Porcelain Bus were an Australian rock and R&B group formed in late 1985 by Ian James on lead vocals, Robert McKiernan on lead guitar and vocals, John Nolan on drums and Paul Patrick on bass guitar. They released two studio albums Talking to God (October 1988) and Fragile (July 1990). After touring Europe in late 1990 they returned to Australia where they toured its east coast before breaking up in 1991.

History 

Porcelain Bus were formed in Sydney in late 1985 by Ian James on lead vocals, Robert McKiernan on lead guitar and vocals, John Nolan on drums and Paul Patrick on bass guitar. James, McKiernan and Patrick were school friends and had formed Mr Pharmacist early in 1985 as a 1960s acid-punk/R&B group. Porcelain Bus were named for a euphemism for vomiting, "driving the porcelain bus".

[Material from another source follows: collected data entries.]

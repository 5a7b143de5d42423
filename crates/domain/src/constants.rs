//! Application constants
//!
//! Centralized location for the defaults used by configuration and the
//! remote API clients.

// Remote endpoints
pub const DEFAULT_GRAPH_BASE_URL: &str = "https://graph.microsoft.com/v1.0";
pub const DEFAULT_LOGIN_BASE_URL: &str = "https://login.microsoftonline.com";
pub const DEFAULT_GRAPH_SCOPE: &str = "https://graph.microsoft.com/.default";
pub const DEFAULT_DOCUMENT_LIBRARY: &str = "Shared Documents";

// Transport retry (linear backoff: attempt * base delay)
pub const DEFAULT_TRANSPORT_MAX_ATTEMPTS: u32 = 3;
pub const DEFAULT_TRANSPORT_BASE_DELAY_MS: u64 = 1000;

// Operation retry (exponential backoff: base delay * 2^(retry - 1))
pub const DEFAULT_OPERATION_MAX_RETRIES: u32 = 3;
pub const DEFAULT_OPERATION_BASE_DELAY_MS: u64 = 1000;

pub const DEFAULT_REQUEST_TIMEOUT_SECS: u64 = 30;

// Diagnostics
pub const FILE_PREVIEW_CHARS: usize = 200;
pub const PREVIEW_TRUNCATE_SUFFIX: &str = "...";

The group's debut single "Indignation" (August 1986) was produced by Rob Younger. Australian musicologist Ian McFarlane observed that it "defined the band's sound (sparse, melodic guitar and husky vocals laid over a dark, rumbling rhythm section)." Their second single, "The Well is Dry" (July 1987) and a six-track extended play, Steel Bros (1987) were both produced by Brett Myers (of Died Pretty) for Citadel Records. On the EP's lead track "Talk to Me" Astrid Munday guested on backing vocals. Jim Dwyer of Tharunka praised James' "appealing" vocals on "The Well Is Dry" and its use of slide and acoustic guitar. Dwyer found Steel Bros to be an "absolutely excellent a killer record."

Myers also produced their debut studio album Talking to God, which was issued in October 1988. Nostalgia Centrals writer felt it "presented a great mix of strong rockers and softer tracks". It provided two singles "Own Little World" (October) and "Rats" (June 1989). Adam Toole replaced Nolan on drums in November 1989. The group issued their second album Fragile in July 1990, which included the single "Blue on Blue" (June). The album was described by Penelope Layland of The Canberra Times as "excellent" and displaying "rich guitar rock with a '60s edge and a dominant, complex rhythm line." Citadel Records authorised a compilation album Sacred Relics (1990) for release in Europe and the group supported it with a European tour later that year. Upon return to Australia they undertook an east coast tour and disbanded in 1991.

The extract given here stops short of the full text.